### Try it:
From the records below, find each line with the string "lines" and copy it.

### Available data:
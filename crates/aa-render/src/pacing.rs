use std::time::{Duration, Instant};

/// Fixed-budget frame pacing with frame-time statistics.
///
/// Each frame sleeps for what is left of `1000 / frame_rate` ms after its
/// own work. Frames that overrun the budget do not sleep; the overrun is not
/// paid back later, so drift accumulates.
///
/// # Example
/// ```
/// use aa_render::pacing::FrameClock;
/// let clock = FrameClock::new(30);
/// assert_eq!(clock.budget().as_millis(), 33);
/// assert!(clock.average_ms().abs() < f64::EPSILON);
/// ```
pub struct FrameClock {
    budget: Duration,
    started: Option<Instant>,
    total: Duration,
    frames: u32,
    /// Temps de la dernière frame en ms (hors sommeil).
    pub frame_time_ms: f64,
}

impl FrameClock {
    /// Clock for `frame_rate` frames per second (0 is treated as 1).
    #[must_use]
    pub fn new(frame_rate: u32) -> Self {
        Self {
            budget: Duration::from_secs(1) / frame_rate.max(1),
            started: None,
            total: Duration::ZERO,
            frames: 0,
            frame_time_ms: 0.0,
        }
    }

    /// Per-frame time budget.
    #[must_use]
    pub fn budget(&self) -> Duration {
        self.budget
    }

    /// Appeler au début de chaque frame, AVANT le rendu.
    pub fn begin(&mut self) {
        self.started = Some(Instant::now());
    }

    /// Record the elapsed time since `begin` and return how long to sleep.
    ///
    /// `None` when the frame overran its budget.
    pub fn end(&mut self) -> Option<Duration> {
        let elapsed = self.started.take().map_or(Duration::ZERO, |t| t.elapsed());
        self.record(elapsed)
    }

    /// Record the elapsed time since `begin`, then sleep out the budget.
    pub fn end_and_wait(&mut self) {
        match self.end() {
            Some(rest) => std::thread::sleep(rest),
            None => log::debug!(
                "Frame en retard : {:.2} ms > {} ms",
                self.frame_time_ms,
                self.budget.as_millis()
            ),
        }
    }

    /// Account for one frame of `elapsed` work.
    pub fn record(&mut self, elapsed: Duration) -> Option<Duration> {
        self.total += elapsed;
        self.frames += 1;
        self.frame_time_ms = elapsed.as_secs_f64() * 1000.0;
        self.budget.checked_sub(elapsed)
    }

    /// Number of frames recorded.
    #[must_use]
    pub fn frames(&self) -> u32 {
        self.frames
    }

    /// Mean frame work time in ms over the run, 0 before the first frame.
    #[must_use]
    pub fn average_ms(&self) -> f64 {
        if self.frames == 0 {
            return 0.0;
        }
        self.total.as_secs_f64() * 1000.0 / f64::from(self.frames)
    }
}
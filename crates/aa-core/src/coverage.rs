use std::fs::File;
use std::io::{BufRead, BufReader, BufWriter, Write};
use std::path::Path;

use crate::error::CoreError;

/// Default location of the coverage table, relative to the working directory.
pub const DEFAULT_TABLE_PATH: &str = "charsizes.txt";

/// Ink coverage measured for one glyph.
///
/// `density` is the share of "ink" sub-pixels of a large rasterization,
/// scaled to an integer range (0..=10000 for typical glyphs).
#[derive(Clone, Copy, Debug, PartialEq, Eq)]
pub struct CoverageEntry {
    /// Glyph measured.
    pub glyph: char,
    /// Normalized ink coverage.
    pub density: u32,
}

/// Ordered `(glyph, density)` table, densest glyph first.
///
/// # Example
/// ```
/// use aa_core::coverage::{CoverageEntry, CoverageTable};
/// let table = CoverageTable::from_unsorted(vec![
///     CoverageEntry { glyph: '.', density: 0 },
///     CoverageEntry { glyph: '@', density: 10000 },
/// ]);
/// assert_eq!(table.entries()[0].glyph, '@');
/// assert_eq!(table.max_density(), Some(10000));
/// ```
#[derive(Clone, Debug, Default, PartialEq, Eq)]
pub struct CoverageTable {
    entries: Vec<CoverageEntry>,
}

impl CoverageTable {
    /// Wrap entries that are already sorted descending by density.
    ///
    /// No re-sort happens: this is the shape produced by the builder and
    /// expected from table files.
    #[must_use]
    pub fn from_sorted(entries: Vec<CoverageEntry>) -> Self {
        Self { entries }
    }

    /// Sort entries descending by density. Ties keep their input order.
    #[must_use]
    pub fn from_unsorted(mut entries: Vec<CoverageEntry>) -> Self {
        entries.sort_by(|a, b| b.density.cmp(&a.density));
        Self { entries }
    }

    /// Entries in table order.
    #[must_use]
    pub fn entries(&self) -> &[CoverageEntry] {
        &self.entries
    }

    /// Number of entries.
    #[must_use]
    pub fn len(&self) -> usize {
        self.entries.len()
    }

    /// `true` when the table has no entry.
    #[must_use]
    pub fn is_empty(&self) -> bool {
        self.entries.is_empty()
    }

    /// Density of the first entry, which is the maximum of a sorted table.
    #[must_use]
    pub fn max_density(&self) -> Option<u32> {
        self.entries.first().map(|e| e.density)
    }

    /// Glyph whose density is nearest to `target`.
    ///
    /// Every entry is compared. On equal distance the entry appearing first
    /// in table order wins.
    ///
    /// # Example
    /// ```
    /// use aa_core::coverage::{CoverageEntry, CoverageTable};
    /// let table = CoverageTable::from_sorted(vec![
    ///     CoverageEntry { glyph: '@', density: 10000 },
    ///     CoverageEntry { glyph: 'o', density: 5000 },
    ///     CoverageEntry { glyph: '.', density: 0 },
    /// ]);
    /// assert_eq!(table.nearest(4000), Some('o'));
    /// ```
    #[must_use]
    pub fn nearest(&self, target: u64) -> Option<char> {
        let mut best: Option<(u64, char)> = None;
        for entry in &self.entries {
            let distance = u64::from(entry.density).abs_diff(target);
            match best {
                Some((d, _)) if d <= distance => {}
                _ => best = Some((distance, entry.glyph)),
            }
        }
        best.map(|(_, glyph)| glyph)
    }

    /// Load a table file: one `<glyph> <density>` per line, no header.
    ///
    /// # Errors
    /// `CoverageTableIo` if the file cannot be opened or read,
    /// `CoverageTableParse` on a malformed line.
    pub fn load(path: &Path) -> Result<Self, CoreError> {
        let file = File::open(path).map_err(|source| CoreError::CoverageTableIo {
            path: path.to_path_buf(),
            source,
        })?;
        let table = Self::read_from(BufReader::new(file)).map_err(|e| match e {
            CoreError::CoverageTableRead(source) => CoreError::CoverageTableIo {
                path: path.to_path_buf(),
                source,
            },
            other => other,
        })?;
        log::debug!("{} entrées chargées depuis {}", table.len(), path.display());
        Ok(table)
    }

    /// Parse a table from any buffered reader.
    ///
    /// Blank lines are ignored. The density field starts right after the
    /// glyph and its single separator.
    ///
    /// # Errors
    /// `CoverageTableRead` on read failure, `CoverageTableParse` on a malformed line.
    pub fn read_from<R: BufRead>(reader: R) -> Result<Self, CoreError> {
        let mut entries = Vec::new();
        for (idx, line) in reader.lines().enumerate() {
            let line = line.map_err(CoreError::CoverageTableRead)?;
            let line = line.trim_end_matches(['\r', '\n']);
            if line.is_empty() {
                continue;
            }
            entries.push(parse_line(idx + 1, line)?);
        }
        Ok(Self { entries })
    }

    /// Write the table to `path`, one entry per line.
    ///
    /// # Errors
    /// `OutputWrite` if the file cannot be created or written.
    pub fn save(&self, path: &Path) -> Result<(), CoreError> {
        let target = path.display().to_string();
        let file = File::create(path).map_err(|e| CoreError::output(&target, e))?;
        let mut writer = BufWriter::new(file);
        self.write_to(&mut writer)
            .and_then(|()| writer.flush())
            .map_err(|e| CoreError::output(target, e))
    }

    /// Serialize entries as `<glyph> <density>\n` lines.
    ///
    /// # Errors
    /// Propagates writer failures.
    pub fn write_to<W: Write>(&self, writer: &mut W) -> std::io::Result<()> {
        for entry in &self.entries {
            writeln!(writer, "{} {}", entry.glyph, entry.density)?;
        }
        Ok(())
    }
}

fn parse_line(line_no: usize, line: &str) -> Result<CoverageEntry, CoreError> {
    let malformed = || CoreError::CoverageTableParse {
        line: line_no,
        content: line.to_string(),
    };
    let glyph = line.chars().next().ok_or_else(malformed)?;
    let rest = line.get(glyph.len_utf8() + 1..).ok_or_else(malformed)?;
    let density = rest.trim().parse::<u32>().map_err(|_| malformed())?;
    Ok(CoverageEntry { glyph, density })
}

#[cfg(test)]
mod tests {
    use super::*;

    fn entry(glyph: char, density: u32) -> CoverageEntry {
        CoverageEntry { glyph, density }
    }

    #[test]
    fn parses_space_glyph_and_keeps_file_order() {
        let text = "@ 10000\no 5000\n  0\n";
        let table = CoverageTable::read_from(text.as_bytes()).unwrap();
        assert_eq!(
            table.entries(),
            &[entry('@', 10000), entry('o', 5000), entry(' ', 0)]
        );
    }

    #[test]
    fn missing_density_is_a_parse_error() {
        let err = CoverageTable::read_from("@ 10\n#\n".as_bytes()).unwrap_err();
        assert!(matches!(err, CoreError::CoverageTableParse { line: 2, .. }));

        let err = CoverageTable::read_from("# abc\n".as_bytes()).unwrap_err();
        assert!(matches!(err, CoreError::CoverageTableParse { line: 1, .. }));
    }

    #[test]
    fn stream_read_failure_carries_no_path() {
        let invalid_utf8: &[u8] = b"@ 10\n\xff 3\n";
        let err = CoverageTable::read_from(invalid_utf8).unwrap_err();
        assert!(matches!(err, CoreError::CoverageTableRead(_)));
    }

    #[test]
    fn load_labels_read_failure_with_its_path() {
        let dir = tempfile::tempdir().unwrap();
        let path = dir.path().join("latin1.txt");
        std::fs::write(&path, b"@ 10\n\xe9 3\n").unwrap();
        match CoverageTable::load(&path).unwrap_err() {
            CoreError::CoverageTableIo { path: p, .. } => assert_eq!(p, path),
            other => panic!("unexpected error: {other}"),
        }
    }

    #[test]
    fn missing_file_is_an_io_error() {
        let dir = tempfile::tempdir().unwrap();
        let err = CoverageTable::load(&dir.path().join("absent.txt")).unwrap_err();
        assert!(matches!(err, CoreError::CoverageTableIo { .. }));
    }

    #[test]
    fn save_then_load_preserves_entries() {
        let dir = tempfile::tempdir().unwrap();
        let path = dir.path().join("charsizes.txt");
        let table = CoverageTable::from_unsorted(vec![
            entry(' ', 0),
            entry('#', 6120),
            entry('.', 310),
            entry('@', 7400),
        ]);
        table.save(&path).unwrap();

        let loaded = CoverageTable::load(&path).unwrap();
        assert_eq!(loaded, table);
        assert_eq!(loaded.entries()[0], entry('@', 7400));
        assert_eq!(loaded.entries()[3], entry(' ', 0));
    }

    #[test]
    fn unsorted_ties_keep_input_order() {
        let table = CoverageTable::from_unsorted(vec![entry('a', 5), entry('b', 9), entry('c', 5)]);
        let glyphs: String = table.entries().iter().map(|e| e.glyph).collect();
        assert_eq!(glyphs, "bac");
    }

    #[test]
    fn nearest_prefers_earliest_on_tie() {
        let table = CoverageTable::from_sorted(vec![entry('x', 200), entry('y', 100)]);
        assert_eq!(table.nearest(150), Some('x'));
        assert_eq!(CoverageTable::default().nearest(0), None);
    }
}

### Response to the task:
    /// Blank lines are ignored. The density field starts right after the
        for (idx, line) in reader.lines().enumerate() {
    /// Serialize entries as `<glyph> <density>\n` lines.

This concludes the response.